Late last summer, and with great fanfare, Xcel Energy announced its proposal to close the Comanche I & II power units in Pueblo a decade ahead of schedule. They offered as replacement the euphemistically titled “Colorado Energy Plan” (CEP), a massive $2.5 billion fuel-switching scheme to move its Colorado customers away from baseload, reliable hydrocarbons in favor of intermittent renewables, predominantly industrial wind.
Flanked by 14 “diverse groups” from renewable advocates to Gov. Hickenlooper’s executive agencies, Xcel and plan supporters claimed the CEP would save ratepayers money. They wouldn’t even move forward unless it did.
The Coalition of Ratepayers, a Colorado non-profit concerned with issues impacting residential and small business ratepayers, was skeptical, believing the CEP would be more appropriately titled as the “Corporate Enrichment Plan.” After nearly a year of being involved, we have proved that to be true.
Here’s some real math.
Even if we use Xcel’s own self-serving numbers, the alleged cost savings are highly speculative and wouldn’t materialize until 2046 – if ever. Rather than save ratepayers money, the Minneapolis-based monopoly utility will force captive ratepayers to cough up at least another $287 million. That’s on top of the modeling errors we already found in their accounting, and Xcel acknowledged.
In other words, ratepayers will pay higher prices for the next three decades, then maybe we’ll see a few bucks in savings. That’s assuming 30 years from now Xcel hasn’t devised some other unjust enrichment scheme, and we haven’t progressed beyond Xcel’s captive market.
Just 15 years ago, Xcel required that its customers “invest” $190 million to drastically improve the environmental performance of Comanche I & II. As a result of these “investments,” over the past five years, Comanche I & II emission rates have been significantly lower than those of their peers. And to cap things off, Xcel recently congratulated Comanche Power Station for being named 2018 Plant of the Year by the Powder River Basin Coal Users Group.
That begs the question: how are customers supposed to believe that spending $2.5 billion (of our money, not shareholders’) is now in our best interest in order to close two well-performing, environmentally superior units when 15 years ago Xcel told us spending $190 million to upgrade them was in our best interest to keep the units running through 2035?
Why the obfuscation? There are two reasons.
First, Xcel executives and shareholders have a vested interest in acquiring more and more assets, regardless of price. Colorado is one of 21 states in which consumers have no choice in electricity provider, so as Xcel increases its asset base, any operational costs it incurs can be reallocated to captive ratepayers.
The company’s executive compensation is tied to stock performance, rather than product performance, as the latter can be unilaterally offset by increased costs on its customers.
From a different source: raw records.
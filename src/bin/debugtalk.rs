//! Demo plugin: registers a handful of functions and serves them to a
//! bridge host.

use std::time::Duration;

use plugin_bridge::logging;
use plugin_bridge::{serve, FunctionError, FunctionRegistry, Value};

fn int_arg(args: &[Value], index: usize) -> Result<i64, FunctionError> {
    args.get(index)
        .and_then(Value::as_i64)
        .ok_or_else(|| FunctionError(format!("argument {index} must be an int")))
}

fn str_arg(args: &[Value], index: usize) -> Result<&str, FunctionError> {
    args.get(index)
        .and_then(Value::as_str)
        .ok_or_else(|| FunctionError(format!("argument {index} must be a string")))
}

fn sum_ints(args: Vec<Value>) -> Result<Value, FunctionError> {
    let mut total: i64 = 0;
    for index in 0..args.len() {
        total = total
            .checked_add(int_arg(&args, index)?)
            .ok_or_else(|| FunctionError::from("integer overflow"))?;
    }
    Ok(Value::Int(total))
}

fn sum_two_int(args: Vec<Value>) -> Result<Value, FunctionError> {
    if args.len() != 2 {
        return Err(format!("expected 2 arguments, got {}", args.len()).into());
    }
    Ok(Value::Int(int_arg(&args, 0)? + int_arg(&args, 1)?))
}

/// Ints stay ints; any float argument makes the result a float.
fn sum(args: Vec<Value>) -> Result<Value, FunctionError> {
    let mut any_float = false;
    let mut total = 0.0;
    for arg in &args {
        match arg {
            Value::Int(i) => total += *i as f64,
            Value::Float(f) => {
                any_float = true;
                total += f;
            }
            other => return Err(format!("cannot sum a {}", other.kind()).into()),
        }
    }

    if any_float {
        Ok(Value::Float(total))
    } else {
        args.iter()
            .filter_map(Value::as_i64)
            .try_fold(0i64, i64::checked_add)
            .map(Value::Int)
            .ok_or_else(|| "integer overflow".into())
    }
}

fn sum_two_string(args: Vec<Value>) -> Result<Value, FunctionError> {
    if args.len() != 2 {
        return Err(format!("expected 2 arguments, got {}", args.len()).into());
    }
    Ok(Value::String(format!("{}{}", str_arg(&args, 0)?, str_arg(&args, 1)?)))
}

fn sum_strings(args: Vec<Value>) -> Result<Value, FunctionError> {
    let mut joined = String::new();
    for index in 0..args.len() {
        joined.push_str(str_arg(&args, index)?);
    }
    Ok(Value::String(joined))
}

fn concatenate(args: Vec<Value>) -> Result<Value, FunctionError> {
    Ok(Value::String(args.iter().map(Value::to_string).collect()))
}

fn setup_hook_example(args: Vec<Value>) -> Result<Value, FunctionError> {
    Ok(Value::String(format!("step name: {}, setup...", str_arg(&args, 0)?)))
}

fn teardown_hook_example(args: Vec<Value>) -> Result<Value, FunctionError> {
    Ok(Value::String(format!("step name: {}, teardown...", str_arg(&args, 0)?)))
}

/// Sleep for the given number of milliseconds, then return it.
fn sleep_ms(args: Vec<Value>) -> Result<Value, FunctionError> {
    let ms = int_arg(&args, 0)?;
    let ms = u64::try_from(ms).map_err(|_| FunctionError::from("duration must not be negative"))?;
    std::thread::sleep(Duration::from_millis(ms));
    Ok(Value::Int(ms as i64))
}

#[tokio::main]
async fn main() {
    logging::init_plugin_tracing();

    let mut registry = FunctionRegistry::new();
    registry
        .register("sum_ints", sum_ints)
        .register("sum_two_int", sum_two_int)
        .register("sum", sum)
        .register("sum_two_string", sum_two_string)
        .register("sum_strings", sum_strings)
        .register("concatenate", concatenate)
        .register("setup_hook_example", setup_hook_example)
        .register("teardown_hook_example", teardown_hook_example)
        .register("sleep_ms", sleep_ms);

    if let Err(e) = serve(registry).await {
        eprintln!("{e}");
        std::process::exit(1);
    }
}
//! Plugin launch options
//!
//! [`PluginOptions`] is resolved once at `init` time and read-only after.

use serde::{Deserialize, Serialize};
use std::fmt;
use std::path::PathBuf;
use std::time::Duration;

use crate::error::ConfigError;
use crate::protocol::handshake::TRANSPORT_ENV;

const MIN_TIMEOUT: Duration = Duration::from_millis(100);
const MAX_TIMEOUT: Duration = Duration::from_secs(600);

/// How the plugin executable is started
#[derive(Debug, Clone, Copy, Default, PartialEq, Eq, Hash, Serialize, Deserialize)]
#[serde(rename_all = "lowercase")]
pub enum LanguageKind {
    /// Executed directly
    #[default]
    Native,
    /// Run as `<interpreter> <script>`
    Scripted,
}

impl LanguageKind {
    pub fn as_str(&self) -> &'static str {
        match self {
            LanguageKind::Native => "native",
            LanguageKind::Scripted => "scripted",
        }
    }
}

impl fmt::Display for LanguageKind {
    fn fmt(&self, f: &mut fmt::Formatter<'_>) -> fmt::Result {
        f.write_str(self.as_str())
    }
}

/// Where and how child output is logged
#[derive(Debug, Clone, Default, PartialEq, Eq)]
pub struct LogOptions {
    /// Forward child output at info level instead of debug, and ask the
    /// child to log at debug level
    pub verbose: bool,
    /// Also append child output to this file
    pub file: Option<PathBuf>,
    /// Leave timestamps out of file log lines
    pub disable_time: bool,
}

#[derive(Debug, Clone, PartialEq, Eq)]
pub struct PluginOptions {
    pub language: LanguageKind,
    /// Required iff `language` is scripted
    pub interpreter: Option<PathBuf>,
    /// Transport designator; when unset the `PLUGIN_BRIDGE_TRANSPORT`
    /// environment variable is consulted
    pub transport: Option<String>,
    pub log: LogOptions,
    pub handshake_timeout: Duration,
    pub call_timeout: Duration,
}

impl Default for PluginOptions {
    fn default() -> Self {
        Self {
            language: LanguageKind::Native,
            interpreter: None,
            transport: None,
            log: LogOptions::default(),
            handshake_timeout: default_handshake_timeout(),
            call_timeout: default_call_timeout(),
        }
    }
}

pub(crate) fn default_handshake_timeout() -> Duration {
    Duration::from_secs(10)
}

pub(crate) fn default_call_timeout() -> Duration {
    Duration::from_secs(30)
}

impl PluginOptions {
    pub fn new() -> Self {
        Self::default()
    }

    /// Run the plugin as a script under `interpreter`.
    pub fn with_interpreter(mut self, interpreter: impl Into<PathBuf>) -> Self {
        self.language = LanguageKind::Scripted;
        self.interpreter = Some(interpreter.into());
        self
    }

    pub fn with_transport(mut self, designator: impl Into<String>) -> Self {
        self.transport = Some(designator.into());
        self
    }

    pub fn with_verbose(mut self, verbose: bool) -> Self {
        self.log.verbose = verbose;
        self
    }

    pub fn with_log_file(mut self, path: impl Into<PathBuf>) -> Self {
        self.log.file = Some(path.into());
        self
    }

    pub fn with_disable_time(mut self, disable: bool) -> Self {
        self.log.disable_time = disable;
        self
    }

    pub fn with_handshake_timeout(mut self, timeout: Duration) -> Self {
        self.handshake_timeout = timeout;
        self
    }

    pub fn with_call_timeout(mut self, timeout: Duration) -> Self {
        self.call_timeout = timeout;
        self
    }

    /// The transport designator in effect: the explicit option, else the
    /// environment.
    pub fn transport_designator(&self) -> Option<String> {
        self.transport
            .clone()
            .or_else(|| std::env::var(TRANSPORT_ENV).ok())
    }

    pub fn validate(&self) -> Result<(), ConfigError> {
        match (self.language, &self.interpreter) {
            (LanguageKind::Scripted, None) => {
                return Err(ConfigError::MissingField(
                    "interpreter (required for scripted plugins)".into(),
                ));
            }
            (LanguageKind::Scripted, Some(path)) if path.as_os_str().is_empty() => {
                return Err(ConfigError::Validation("interpreter path is empty".into()));
            }
            _ => {}
        }

        for (name, timeout) in [
            ("handshake_timeout", self.handshake_timeout),
            ("call_timeout", self.call_timeout),
        ] {
            if timeout < MIN_TIMEOUT {
                return Err(ConfigError::Validation(format!(
                    "{name} must be at least {}ms",
                    MIN_TIMEOUT.as_millis()
                )));
            }
            if timeout > MAX_TIMEOUT {
                return Err(ConfigError::Validation(format!(
                    "{name} cannot exceed {}ms (10 minutes)",
                    MAX_TIMEOUT.as_millis()
                )));
            }
        }

        Ok(())
    }
}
As such, Xcel’s executives and shareholders, the largest holders of which are Wall Street banks, reap all of the profit, while the general public assumes all the risk.
Second, Xcel executives surely know that the company’s plan won’t save money unless it uses creative accounting, but they also know that they need approval of the Colorado Public Utilities Commission (COPUC) in order to move forward.
As Xcel creates its own picture of green, economic utopia, its allies actively try to suppress the real picture. Just last week, Western Resource Advocates, an Xcel ally and plan supporter, filed a motion with COPUC to suppress testimony from our expert witness Charles Griffey, a thirty-year veteran of the energy and utilities industry and adjunct professor at Rice University in Houston, Texas, following his exposure of the pie-in-the-sky math Xcel used in its Colorado Energy Plan proposal.
This is the very definition of a monopoly stacking the deck in its favor. Xcel has essentially no competition across the enormous swath of Colorado in which it provides power, and its army of lobbyists and financial beneficiaries have silenced almost all dissent among lawmakers and stakeholders. It isn’t just a bully; it’s a corporate oligarchy.
And ratepayers don’t want to pay for it any more. A recent Coalition of Ratepayers poll shows that 85 percent of Xcel customers agree that if Xcel and its co-conspirators want this plan, then Xcel shareholders need to pay for it.
On Wednesday, the Colorado Public Utilities Commission began hearing Xcel’s case for shutting down two of Colorado’s best-performing power plants in favor of a plan that is guaranteed only to benefit Xcel’s out-of-state executives and investors.
Absent the Commission’s ruling in favor of the public interest, ratepayers have no say in the matter. Lower-income Coloradans especially will be the hardest hit by such a dictatorial outcome.
The Coalition has faith in the three-member Colorado Public Utilities Commission that it will act in the public’s and ratepayers’ interest.
We urge you to call the commissioners and ask them to do right by Colorado ratepayers, rather than act on behalf of an out-of-state monopoly behemoth more concerned with its Wall Street investors than with Coloradans.
In terms of what this means for hardworking Coloradans, the Commission’s decision should be quite simple: a resounding rejection of Xcel’s self-enriching proposal. We certainly hope it is.